For our series Making of a Poem, we’re asking poets to dissect the poems they’ve published in our pages. Maureen N. McLane’s poem “Haptographic Interface” appears in the new Spring issue of the Review.
How did this poem start for you? Was it with an image, an idea, a phrase, or something else?
This poem took wing, or distilled itself, during a conference on “Writing Practice” at Heinrich-Heine-Universität Düsseldorf in September 2022. I started writing while listening to the closing remarks. The scholar Andrew Bennett had given a talk on Keats vis-à-vis haptographics, a term I hadn’t heard before—that was one spur.

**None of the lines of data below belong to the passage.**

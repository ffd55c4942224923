//! Time-range transitions.
//!
//! A fixed range is a rolling window tied to one of the
//! [`FIXED_DURATIONS`](crate::model::FIXED_DURATIONS) presets; a custom range
//! is pinned and never moves on its own.

use crate::model::{
    find_fixed_duration, make_time_range_label, FixedDuration, TimeRange, TimeRangeKind,
    TimeRangeUpdate, FIXED_DURATIONS, MINUTE_MS,
};
use crate::state::table_handler::rederive_first_page;
use crate::state::{LogsState, StatePatch};
use chrono::{DateTime, Duration, Utc};
use tracing::{debug, warn};

/// Merge `update` into the current range.
///
/// A preset label sets `interval_ms` to the preset width and, for a fixed
/// range, re-derives the start from the end. Any other label leaves the
/// interval equal to the span. `kind` only changes when the update names one.
/// The pipeline is re-run and the table goes back to page 1.
///
/// A fixed range always carries a preset: without a preset label the preset
/// whose width equals the span is used, and if there is none the update is
/// dropped and the range stays as it was.
pub fn set_time_range(state: &LogsState, update: TimeRangeUpdate) -> StatePatch {
    let current = &state.time_range;
    let kind = update.kind.unwrap_or(current.kind);
    let end_time = update.end_time.unwrap_or(current.end_time);
    let mut start_time = update.start_time.unwrap_or(current.start_time);

    let label = match update.label {
        Some(label) => label,
        None if kind == TimeRangeKind::Custom => make_time_range_label(start_time, end_time),
        None => current.label.clone(),
    };

    let preset = match find_fixed_duration(&label) {
        None if kind == TimeRangeKind::Fixed => {
            let span_ms = (end_time - start_time).num_milliseconds();
            match preset_for_span(span_ms) {
                Some(preset) => Some(preset),
                None => {
                    warn!(%label, span_ms, "Fixed range without a matching preset ignored");
                    return StatePatch::none();
                }
            }
        }
        found => found,
    };
    let label = preset.map_or(label, |p| p.name.to_string());

    let interval_ms = match preset {
        Some(preset) => {
            if kind == TimeRangeKind::Fixed {
                start_time = end_time - Duration::milliseconds(preset.milliseconds);
            }
            preset.milliseconds
        }
        None => (end_time - start_time).num_milliseconds(),
    };

    debug!(?kind, %label, interval_ms, "Time range set");

    let (table, data) = rederive_first_page(state, state.table_opts.clone());
    StatePatch {
        time_range: Some(TimeRange {
            start_time,
            end_time,
            kind,
            label,
            interval_ms: Some(interval_ms),
        }),
        table_opts: Some(table),
        data: Some(data),
        ..StatePatch::none()
    }
}

fn preset_for_span(span_ms: i64) -> Option<FixedDuration> {
    FIXED_DURATIONS
        .iter()
        .copied()
        .find(|d| d.milliseconds == span_ms)
}

/// Resume the rolling window: keep the current span but end it at `now`,
/// back on page 1.
///
/// Custom ranges are never rolled, so this is a no-op for them.
pub fn reset_time_range(state: &LogsState, now: DateTime<Utc>) -> StatePatch {
    let current = &state.time_range;
    if current.kind == TimeRangeKind::Custom {
        return StatePatch::none();
    }

    let span = Duration::milliseconds(current.span_ms());
    let (table, data) = rederive_first_page(state, state.table_opts.clone());
    StatePatch {
        time_range: Some(TimeRange {
            start_time: now - span,
            end_time: now,
            ..current.clone()
        }),
        table_opts: Some(table),
        data: Some(data),
        ..StatePatch::none()
    }
}

/// Pin the range to one event-rate bucket: `[bucket_start, bucket_start + 60s)`.
pub fn select_time_bucket(state: &LogsState, bucket_start: DateTime<Utc>) -> StatePatch {
    set_time_range(
        state,
        TimeRangeUpdate {
            start_time: Some(bucket_start),
            end_time: Some(bucket_start + Duration::milliseconds(MINUTE_MS)),
            kind: Some(TimeRangeKind::Custom),
            label: None,
        },
    )
}

/// Set (or clear) the externally driven auto-refresh period.
pub fn set_refresh_interval(_state: &LogsState, interval_ms: Option<u64>) -> StatePatch {
    StatePatch {
        refresh_interval: Some(interval_ms),
        ..StatePatch::none()
    }
}

#[cfg(test)]
#[path = "time_range_handler_tests.rs"]
mod tests;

Keats is someone I’ve read and thought about for a long time (in one wing of my life I work on Romantic-era poetry). Bennett had spoken about Keats’s handwriting—how moving it can be to encounter it—and his letters, and the matter of “literary remains.” Some months after the conference, I looked up haptographics—one of the first hits on Google tells you that “haptographic technology involves highly sensorized handheld tools”—is a pen such? Haptography is a technique for “capturing the feel of real objects”—is this what Keats was up to, capturing the feel of things (experiences, emotions, movements of thought)? I think so. Is this still poetry’s aim? These are questions the poem implicitly pursues, but I can only say that having written the poem. There was no thesis-in-advance.